Rajoy elude hablar del aborto en el debate del Estado de la Nación; su prioridad es crear empleo

 17140001_1393329373013_71_20_0_graM.C. En el debate sobre el estado de la nación, el presidente del Gobierno evitó responder a los reiterados embates del secretario general del Partido Socialista a propósito de la reforma de la ley del aborto en un intento de desviar la atención sobre los puntos principales de la sesión parlamentaria, es decir, los signos de recuperación económica, y convertirla así en algo diametralmente diferente.

Puede que  ante la proximidad del Día Internacional de la Vida, que se celebrará en Madrid con una gran manifestación convocada por más de cinco centenares de asociaciones, muchos ciudadanos hubieran esperado de Mariano Rajoy que entrase al trapo que le tendía el líder de la oposición. Pero es evidente que tanto la forma como el fondo del debate hubieran quedado desvirtuados. La defensa del concebido no nacido y del derecho a la maternidad de la mujer, que están en el centro de la ley en ciernes, exigirán en su momento, cuando finalmente se presente el proyecto en el Congreso, un debate exclusivo que consumirá mucho más tiempo de lo que ayer se dirimía, es decir, el estado real en que se encuentra España a los dos años del Gobierno del Partido Popular.

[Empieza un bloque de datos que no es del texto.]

pub mod db;
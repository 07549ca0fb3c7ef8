pub mod application;
pub mod domain;
pub mod infrastructure;

mod app_context;

pub use app_context::AppContext;
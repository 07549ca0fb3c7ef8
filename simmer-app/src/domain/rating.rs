use serde::{Deserialize, Serialize};
use std::collections::BTreeMap;

/// Aggregate rating state for one recipe, recomputed from the raw rating
/// rows on every read. Never persisted.
#[derive(Debug, Clone, PartialEq, Serialize, Deserialize)]
pub struct RatingStatistics {
    /// Arithmetic mean rounded to one decimal place; 0.0 when unrated.
    pub average: f64,
    pub total: u64,
    /// Star value 1..=5 to occurrence count. All five keys are always
    /// present, zero-filled.
    pub distribution: BTreeMap<i32, u64>,
}

impl RatingStatistics {
    pub fn from_values(values: &[i32]) -> Self {
        let mut distribution: BTreeMap<i32, u64> = (1..=5).map(|star| (star, 0)).collect();
        for value in values {
            if let Some(count) = distribution.get_mut(value) {
                *count += 1;
            }
        }

        let total = values.len() as u64;
        let average = if values.is_empty() {
            0.0
        } else {
            let sum: i64 = values.iter().map(|&v| i64::from(v)).sum();
            round_to_tenth(sum as f64 / values.len() as f64)
        };

        Self {
            average,
            total,
            distribution,
        }
    }

    pub fn empty() -> Self {
        Self::from_values(&[])
    }
}

pub(crate) fn round_to_tenth(x: f64) -> f64 {
    (x * 10.0).round() / 10.0
}

#[cfg(test)]
mod tests {
    use super::*;

    #[test]
    fn empty_set_reports_zeroes() {
        let stats = RatingStatistics::empty();
        assert_eq!(stats.average, 0.0);
        assert_eq!(stats.total, 0);
        assert_eq!(stats.distribution.len(), 5);
        assert!(stats.distribution.values().all(|&c| c == 0));
    }

    #[test]
    fn distribution_keeps_all_keys() {
        let stats = RatingStatistics::from_values(&[5, 5, 3]);
        assert_eq!(stats.distribution[&1], 0);
        assert_eq!(stats.distribution[&2], 0);
        assert_eq!(stats.distribution[&3], 1);
        assert_eq!(stats.distribution[&4], 0);
        assert_eq!(stats.distribution[&5], 2);
        assert_eq!(stats.total, 3);
    }

    #[test]
    fn average_rounds_to_one_decimal() {
        assert_eq!(RatingStatistics::from_values(&[4, 5]).average, 4.5);
        assert_eq!(RatingStatistics::from_values(&[5, 2]).average, 3.5);
        // 10 / 3 = 3.333...
        assert_eq!(RatingStatistics::from_values(&[3, 3, 4]).average, 3.3);
        // 11 / 3 = 3.666...
        assert_eq!(RatingStatistics::from_values(&[3, 4, 4]).average, 3.7);
    }

    #[test]
    fn out_of_range_values_do_not_widen_distribution() {
        let stats = RatingStatistics::from_values(&[5, 9]);
        assert_eq!(stats.distribution.len(), 5);
        assert_eq!(stats.distribution[&5], 1);
    }
}
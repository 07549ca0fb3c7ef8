use sea_orm::entity::prelude::*;
use serde::{Deserialize, Serialize};

/// One star vote by one user on one recipe. The pair (recipe_id, user_id)
/// carries a unique index; re-rating updates the row in place.
#[derive(Clone, Debug, PartialEq, Eq, DeriveEntityModel, Serialize, Deserialize)]
#[sea_orm(table_name = "ratings")]
pub struct Model {
    #[sea_orm(primary_key)]
    pub id: i32,
    pub recipe_id: i32,
    // No foreign key on purpose: ratings outlive the user who issued them.
    pub user_id: String,
    pub value: i32,
    pub created_at: Option<DateTimeUtc>,
}

#[derive(Copy, Clone, Debug, EnumIter, DeriveRelation)]
pub enum Relation {
    #[sea_orm(
        belongs_to = "super::recipe::Entity",
        from = "Column::RecipeId",
        to = "super::recipe::Column::Id",
        on_delete = "Cascade"
    )]
    Recipe,
}

impl Related<super::recipe::Entity> for Entity {
    fn to() -> RelationDef {
        Relation::Recipe.def()
    }
}

impl ActiveModelBehavior for ActiveModel {}
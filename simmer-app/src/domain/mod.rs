mod rating;
mod recipe;
mod search;

pub use rating::RatingStatistics;
pub use recipe::{
    Difficulty, IngredientInput, IngredientLine, InstructionStep, NewRecipe, RecipeDetails,
    RecipeSummary, RecipeUpdate,
};
pub use search::SearchResults;
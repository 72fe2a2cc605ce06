use anyhow::{bail, Context, Result};

/// One year. Keeps `now + ttl` well inside the range chrono can represent.
const MAX_JWT_EXPIRE_MINUTES: i64 = 60 * 24 * 365;

/// Application configuration loaded from environment variables.
/// Built once at startup and handed to the components that need it.
#[derive(Clone)]
pub struct Config {
    pub database_url: String,
    pub secret_key: String,
    pub jwt_algorithm: String,
    pub jwt_expire_minutes: i64,
    pub cors_origins: Vec<String>,
    pub port: u16,
    pub rust_log: String,
}

impl Config {
    pub fn from_env() -> Result<Self> {
        dotenvy::dotenv().ok(); // load .env if present; ignore if missing

        let jwt_expire_minutes = parse_expire_minutes(
            &std::env::var("JWT_EXPIRE_MINUTES").unwrap_or_else(|_| "30".to_string()),
        )?;

        Ok(Config {
            database_url: require_env("DATABASE_URL")?,
            secret_key: require_env("SECRET_KEY")?,
            jwt_algorithm: std::env::var("ALGORITHM").unwrap_or_else(|_| "HS256".to_string()),
            jwt_expire_minutes,
            cors_origins: parse_origins(
                &std::env::var("BACKEND_CORS_ORIGINS").unwrap_or_default(),
            ),
            port: std::env::var("PORT")
                .unwrap_or_else(|_| "8080".to_string())
                .parse::<u16>()
                .context("PORT must be a valid port number")?,
            rust_log: std::env::var("RUST_LOG").unwrap_or_else(|_| "info".to_string()),
        })
    }
}

// Keeps SECRET_KEY out of logs.
impl std::fmt::Debug for Config {
    fn fmt(&self, f: &mut std::fmt::Formatter<'_>) -> std::fmt::Result {
        f.debug_struct("Config")
            .field("database_url", &"<redacted>")
            .field("secret_key", &"<redacted>")
            .field("jwt_algorithm", &self.jwt_algorithm)
            .field("jwt_expire_minutes", &self.jwt_expire_minutes)
            .field("cors_origins", &self.cors_origins)
            .field("port", &self.port)
            .field("rust_log", &self.rust_log)
            .finish()
    }
}

fn require_env(key: &str) -> Result<String> {
    std::env::var(key).with_context(|| format!("Required environment variable '{key}' is not set"))
}

fn parse_expire_minutes(raw: &str) -> Result<i64> {
    let minutes = raw
        .trim()
        .parse::<i64>()
        .context("JWT_EXPIRE_MINUTES must be an integer")?;
    if minutes <= 0 || minutes > MAX_JWT_EXPIRE_MINUTES {
        bail!("JWT_EXPIRE_MINUTES must be between 1 and {MAX_JWT_EXPIRE_MINUTES}, got {minutes}");
    }
    Ok(minutes)
}

/// Splits a comma-separated origin list, dropping blanks.
fn parse_origins(raw: &str) -> Vec<String> {
    raw.split(',')
        .map(str::trim)
        .filter(|origin| !origin.is_empty())
        .map(String::from)
        .collect()
}
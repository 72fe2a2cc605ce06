use chrono::{DateTime, Utc};
use serde::{Serialize, Serializer};
use sqlx::FromRow;
use uuid::Uuid;

/// A resume owned by exactly one user. `user_id` is fixed at creation.
#[derive(Debug, Clone, PartialEq, Eq, Serialize, FromRow)]
pub struct Resume {
    pub id: Uuid,
    pub title: String,
    pub content: String,
    pub user_id: Uuid,
}

/// Immutable snapshot written by each improvement. `version` starts at 1 per resume.
#[derive(Debug, Clone, Serialize, FromRow)]
pub struct HistoryEntry {
    pub id: Uuid,
    pub resume_id: Uuid,
    pub version: i32,
    pub content: String,
    #[serde(serialize_with = "serialize_timestamp")]
    pub created_at: DateTime<Utc>,
}

const TIMESTAMP_FORMAT: &str = "%Y-%m-%d %H:%M:%S";

fn serialize_timestamp<S: Serializer>(value: &DateTime<Utc>, serializer: S) -> Result<S::Ok, S::Error> {
    serializer.serialize_str(&value.format(TIMESTAMP_FORMAT).to_string())
}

A propósito de esto, quien haya seguido todo el desarrollo del debate, se habrá quedado perplejo ante la visión diametralmente opuesta que ofrecieron el presidente del Gobierno y el líder socialista. Para el primero, el rumbo económico ha cambiado “tras atravesar el Cabo de Hornos”, en la imagen utilizada por Rajoy para significar que lo peor de la tormenta de la crisis se había pasado con éxito, después de dos años de duros sacrificios de toda la sociedad. Para Alfredo Pérez Rubalcaba, lo peor está aún por llegar, negándose así a reconocer los aspectos positivos de las reformas emprendidas por el Gobierno. Más aún, el líder socialista llegó a decir que el Gobierno había tomado la crisis económica como una coartada para llevar a cabo una política que, a su juicio, ha aumentado la desigualdad entre los españoles, negando así la evidencia de una crisis en buena medida provocada por la mala gestión que hizo de la misma el Gobierno de Rodríguez Zapatero, del que fue su vicepresidente.

Dos maneras de ver las cosas, diametralmente opuestas que, en suma, vienen a dar el tono de lo que será la ya inminente campaña electoral para las elecciones europeas del 25 de mayo. El PSOE tiene previsto elevar la temperatura de la campaña con su propósito de incluir en su programa su viejo proyecto de ruptura cultural con la vuelta a la ley de plazos del aborto de 2010 en el caso de que la reforma elaborada por el ministro de Justicia sea finalmente aprobada y la abolición de cuantas reformas ha llevado a cabo el Gobierno, en especial la reciente ley de educación.

En cuanto al reto secesionista de Cataluña, quedó relativamente claro que Partido Popular y Partido Socialista irán de la mano para oponerse a la celebración del referéndum anunciado por la Generalitat. Pero con un matiz: el PSOE quiere aprovechar la ocasión para promover un cambio constitucional que transforme el Estado de las Autonomías por un Estado federal, vieja aspiración socialista que ahora se ha acentuado con las divisiones internas del partido. Esta eventual reforma, a la que, de entrada, no se opone el presidente del Gobierno –de hecho invitó al grupo parlamentario catalán a proponerla por la vía reglamentaria- exigirá una etapa previa de diálogo en la que debería quedar muy claro hasta qué punto el cambio constitucional sería aceptado por los independentistas catalanes como alternativa, lo cual no está nada claro. La reforma, en realidad, solo daría satisfacción al partido socialista además de abrir una nueva brecha de desigualdad entre las regiones españoles porque, en el fondo, lo que se pretende es contentar a Cataluña –como al País Vasco- con el señuelo de más competencias de autogobierno para subrayar las diferencias con otras autonomías, con el riesgo de provocar una escalada de reivindicaciones que acabarían con el principio de solidaridad territorial.